■ **RECORDS FOR THE TASK**:
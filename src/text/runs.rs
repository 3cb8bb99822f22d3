//! Color runs: everything printed so far, before wrapping.

use crate::raster::Rgb;
use unicode_segmentation::UnicodeSegmentation;

/// A maximal span of printed text sharing one foreground color.
#[derive(Debug, Clone, PartialEq, Eq)]
pub struct ColorRun {
    /// Foreground color of the text.
    pub color: Rgb,
    /// The text, newlines included.
    pub text: String,
}

impl ColorRun {
    /// Create a new run.
    pub fn new(color: Rgb, text: impl Into<String>) -> Self {
        Self {
            color,
            text: text.into(),
        }
    }
}

/// Ordered color runs in insertion order.
///
/// Never empty: the last run is the active one, which further appends extend
/// while its color matches the current foreground color.
#[derive(Debug, Clone, PartialEq, Eq)]
pub struct PrintBuffer {
    /// Runs in print order.
    runs: Vec<ColorRun>,
    /// Current foreground color for appends.
    color: Rgb,
}

impl PrintBuffer {
    /// Create a buffer holding one empty run of `color`.
    pub fn new(color: Rgb) -> Self {
        Self {
            runs: vec![ColorRun::new(color, String::new())],
            color,
        }
    }

    /// Rebuild a buffer from existing runs.
    ///
    /// An empty `runs` yields a single empty run of `color`.
    pub fn from_runs(runs: Vec<ColorRun>, color: Rgb) -> Self {
        if runs.is_empty() {
            Self::new(color)
        } else {
            Self { runs, color }
        }
    }

    /// Get the runs in print order.
    #[inline]
    pub fn runs(&self) -> &[ColorRun] {
        &self.runs
    }

    /// Get the number of runs (always at least 1).
    #[inline]
    pub fn len(&self) -> usize {
        self.runs.len()
    }

    /// Whether nothing has been printed.
    pub fn is_empty(&self) -> bool {
        self.runs.iter().all(|run| run.text.is_empty())
    }

    /// Get the current foreground color.
    #[inline]
    pub const fn color(&self) -> Rgb {
        self.color
    }

    /// Change the color used by subsequent appends.
    ///
    /// Existing runs keep their colors.
    pub fn set_color(&mut self, color: Rgb) {
        self.color = color;
    }

    /// The run further appends may extend.
    pub fn active(&self) -> &ColorRun {
        // `runs` is never empty; see `new` and `from_runs`.
        &self.runs[self.runs.len() - 1]
    }

    /// Append literal text, control characters included.
    pub fn append(&mut self, text: &str) {
        match self.runs.last_mut() {
            Some(active) if active.color == self.color => active.text.push_str(text),
            _ => self.runs.push(ColorRun::new(self.color, text)),
        }
    }

    /// Remove the last printed grapheme.
    ///
    /// Returns the removed grapheme, or `None` if nothing was printed.
    pub fn backspace(&mut self) -> Option<String> {
        let run = self.runs.iter_mut().rev().find(|run| !run.text.is_empty())?;
        let (start, last) = run.text.grapheme_indices(true).next_back()?;
        let removed = last.to_owned();
        run.text.truncate(start);
        Some(removed)
    }

    /// Reset to a single empty run of the current color.
    pub fn clear(&mut self) {
        self.runs.clear();
        self.runs.push(ColorRun::new(self.color, String::new()));
    }

    /// All printed text, colors dropped.
    pub fn text(&self) -> String {
        self.runs.iter().map(|run| run.text.as_str()).collect()
    }
}

#[cfg(test)]
mod tests {
    use super::*;

    const RED: Rgb = Rgb::new(255, 0, 0);
    const BLUE: Rgb = Rgb::new(0, 0, 255);

    #[test]
    fn test_print_buffer_new() {
        let buf = PrintBuffer::new(Rgb::WHITE);
        assert_eq!(buf.len(), 1);
        assert!(buf.is_empty());
        assert_eq!(buf.active().color, Rgb::WHITE);
    }

    #[test]
    fn test_append_same_color_merges() {
        let mut buf = PrintBuffer::new(Rgb::WHITE);
        buf.append("Hello");
        buf.append(", world!");
        assert_eq!(buf.len(), 1);
        assert_eq!(buf.active().text, "Hello, world!");
    }

    #[test]
    fn test_color_change_starts_run() {
        let mut buf = PrintBuffer::new(Rgb::WHITE);
        buf.append("a");
        buf.set_color(RED);
        assert_eq!(buf.len(), 1);
        buf.append("b");
        assert_eq!(buf.len(), 2);
        buf.append("c");
        assert_eq!(buf.len(), 2);
        buf.set_color(BLUE);
        buf.append("d");
        assert_eq!(buf.len(), 3);
        assert_eq!(buf.runs()[0], ColorRun::new(Rgb::WHITE, "a"));
        assert_eq!(buf.runs()[1], ColorRun::new(RED, "bc"));
        assert_eq!(buf.runs()[2], ColorRun::new(BLUE, "d"));
    }

    #[test]
    fn test_set_color_does_not_touch_runs() {
        let mut buf = PrintBuffer::new(Rgb::WHITE);
        buf.append("x");
        buf.set_color(RED);
        assert_eq!(buf.runs()[0].color, Rgb::WHITE);
    }

    #[test]
    fn test_control_characters_are_literal() {
        let mut buf = PrintBuffer::new(Rgb::WHITE);
        buf.append("a\tb\u{7}\n");
        assert_eq!(buf.text(), "a\tb\u{7}\n");
    }

    #[test]
    fn test_clear_keeps_current_color() {
        let mut buf = PrintBuffer::new(Rgb::WHITE);
        buf.append("old");
        buf.set_color(RED);
        buf.append("text");
        buf.clear();
        assert_eq!(buf.len(), 1);
        assert!(buf.is_empty());
        assert_eq!(buf.active().color, RED);
        buf.append("new");
        assert_eq!(buf.len(), 1);
    }

    #[test]
    fn test_backspace_walks_back_across_runs() {
        let mut buf = PrintBuffer::new(Rgb::WHITE);
        buf.append("ab");
        buf.set_color(RED);
        buf.append("c");
        buf.set_color(BLUE);
        buf.append("");

        assert_eq!(buf.backspace().as_deref(), Some("c"));
        assert_eq!(buf.backspace().as_deref(), Some("b"));
        assert_eq!(buf.text(), "a");
        assert_eq!(buf.backspace().as_deref(), Some("a"));
        assert_eq!(buf.backspace(), None);
    }

    #[test]
    fn test_backspace_removes_whole_grapheme() {
        let mut buf = PrintBuffer::new(Rgb::WHITE);
        buf.append("ne\u{301}");
        assert_eq!(buf.backspace().as_deref(), Some("e\u{301}"));
        assert_eq!(buf.text(), "n");
    }
}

■ **REQUIRED WORK**:
Output the records once more, exactly as they stand.

■ **SOLUTION TO THE PROBLEM**:
filename src/text/runs.rs
repository 3cb8bb99822f22d3
//! Color runs: everything printed so far, before wrapping.

use crate::raster::Rgb;
use unicode_segmentation::UnicodeSegmentation;

/// A maximal span of printed text sharing one foreground color.
#[derive(Debug, Clone, PartialEq, Eq)]
pub struct ColorRun {
    /// Foreground color of the text.
    pub color: Rgb,
    /// The text, newlines included.
    pub text: String,
}

impl ColorRun {
    /// Create a new run.
    pub fn new(color: Rgb, text: impl Into<String>) -> Self {
        Self {
            color,
            text: text.into(),
        }
    }
}

/// Ordered color runs in insertion order.
///
/// Never empty: the last run is the active one, which further appends extend
/// while its color matches the current foreground color.
#[derive(Debug, Clone, PartialEq, Eq)]
pub struct PrintBuffer {
    /// Runs in print order.
    runs: Vec<ColorRun>,
    /// Current foreground color for appends.
    color: Rgb,
}

impl PrintBuffer {
    /// Create a buffer holding one empty run of `color`.
    pub fn new(color: Rgb) -> Self {
        Self {
            runs: vec![ColorRun::new(color, String::new())],
            color,
        }
    }

    /// Rebuild a buffer from existing runs.
    ///
    /// An empty `runs` yields a single empty run of `color`.
    pub fn from_runs(runs: Vec<ColorRun>, color: Rgb) -> Self {
        if runs.is_empty() {
            Self::new(color)
        } else {
            Self { runs, color }
        }
    }

    /// Get the runs in print order.
    #[inline]
    pub fn runs(&self) -> &[ColorRun] {
        &self.runs
    }

    /// Get the number of runs (always at least 1).
    #[inline]
    pub fn len(&self) -> usize {
        self.runs.len()
    }

    /// Whether nothing has been printed.
    pub fn is_empty(&self) -> bool {
        self.runs.iter().all(|run| run.text.is_empty())
    }

    /// Get the current foreground color.
    #[inline]
    pub const fn color(&self) -> Rgb {
        self.color
    }

    /// Change the color used by subsequent appends.
    ///
    /// Existing runs keep their colors.
    pub fn set_color(&mut self, color: Rgb) {
        self.color = color;
    }

    /// The run further appends may extend.
    pub fn active(&self) -> &ColorRun {
        // `runs` is never empty; see `new` and `from_runs`.
        &self.runs[self.runs.len() - 1]
    }

    /// Append literal text, control characters included.
    pub fn append(&mut self, text: &str) {
        match self.runs.last_mut() {
            Some(active) if active.color == self.color => active.text.push_str(text),
            _ => self.runs.push(ColorRun::new(self.color, text)),
        }
    }

    /// Remove the last printed grapheme.
    ///
    /// Returns the removed grapheme, or `None` if nothing was printed.
    pub fn backspace(&mut self) -> Option<String> {
        let run = self.runs.iter_mut().rev().find(|run| !run.text.is_empty())?;
        let (start, last) = run.text.grapheme_indices(true).next_back()?;
        let removed = last.to_owned();
        run.text.truncate(start);
        Some(removed)
    }

    /// Reset to a single empty run of the current color.
    pub fn clear(&mut self) {
        self.runs.clear();
        self.runs.push(ColorRun::new(self.color, String::new()));
    }

    /// All printed text, colors dropped.
    pub fn text(&self) -> String {
        self.runs.iter().map(|run| run.text.as_str()).collect()
    }
}

#[cfg(test)]
mod tests {
    use super::*;

    const RED: Rgb = Rgb::new(255, 0, 0);
    const BLUE: Rgb = Rgb::new(0, 0, 255);

    #[test]
    fn test_print_buffer_new() {
        let buf = PrintBuffer::new(Rgb::WHITE);
        assert_eq!(buf.len(), 1);
        assert!(buf.is_empty());
        assert_eq!(buf.active().color, Rgb::WHITE);
    }

    #[test]
    fn test_append_same_color_merges() {
        let mut buf = PrintBuffer::new(Rgb::WHITE);
        buf.append("Hello");
        buf.append(", world!");
        assert_eq!(buf.len(), 1);
        assert_eq!(buf.active().text, "Hello, world!");
    }

    #[test]
    fn test_color_change_starts_run() {
        let mut buf = PrintBuffer::new(Rgb::WHITE);
        buf.append("a");
        buf.set_color(RED);
        assert_eq!(buf.len(), 1);
        buf.append("b");
        assert_eq!(buf.len(), 2);
        buf.append("c");
        assert_eq!(buf.len(), 2);
        buf.set_color(BLUE);
        buf.append("d");
        assert_eq!(buf.len(), 3);
        assert_eq!(buf.runs()[0], ColorRun::new(Rgb::WHITE, "a"));
        assert_eq!(buf.runs()[1], ColorRun::new(RED, "bc"));
        assert_eq!(buf.runs()[2], ColorRun::new(BLUE, "d"));
    }

    #[test]
    fn test_set_color_does_not_touch_runs() {
        let mut buf = PrintBuffer::new(Rgb::WHITE);
        buf.append("x");
        buf.set_color(RED);
        assert_eq!(buf.runs()[0].color, Rgb::WHITE);
    }

    #[test]
    fn test_control_characters_are_literal() {
        let mut buf = PrintBuffer::new(Rgb::WHITE);
        buf.append("a\tb\u{7}\n");
        assert_eq!(buf.text(), "a\tb\u{7}\n");
    }

    #[test]
    fn test_clear_keeps_current_color() {
        let mut buf = PrintBuffer::new(Rgb::WHITE);
        buf.append("old");
        buf.set_color(RED);
        buf.append("text");
        buf.clear();
        assert_eq!(buf.len(), 1);
        assert!(buf.is_empty());
        assert_eq!(buf.active().color, RED);
        buf.append("new");
        assert_eq!(buf.len(), 1);
    }

    #[test]
    fn test_backspace_walks_back_across_runs() {
        let mut buf = PrintBuffer::new(Rgb::WHITE);
        buf.append("ab");
        buf.set_color(RED);
        buf.append("c");
        buf.set_color(BLUE);
        buf.append("");

        assert_eq!(buf.backspace().as_deref(), Some("c"));
        assert_eq!(buf.backspace().as_deref(), Some("b"));
        assert_eq!(buf.text(), "a");
        assert_eq!(buf.backspace().as_deref(), Some("a"));
        assert_eq!(buf.backspace(), None);
    }

    #[test]
    fn test_backspace_removes_whole_grapheme() {
        let mut buf = PrintBuffer::new(Rgb::WHITE);
        buf.append("ne\u{301}");
        assert_eq!(buf.backspace().as_deref(), Some("e\u{301}"));
        assert_eq!(buf.text(), "n");
    }
}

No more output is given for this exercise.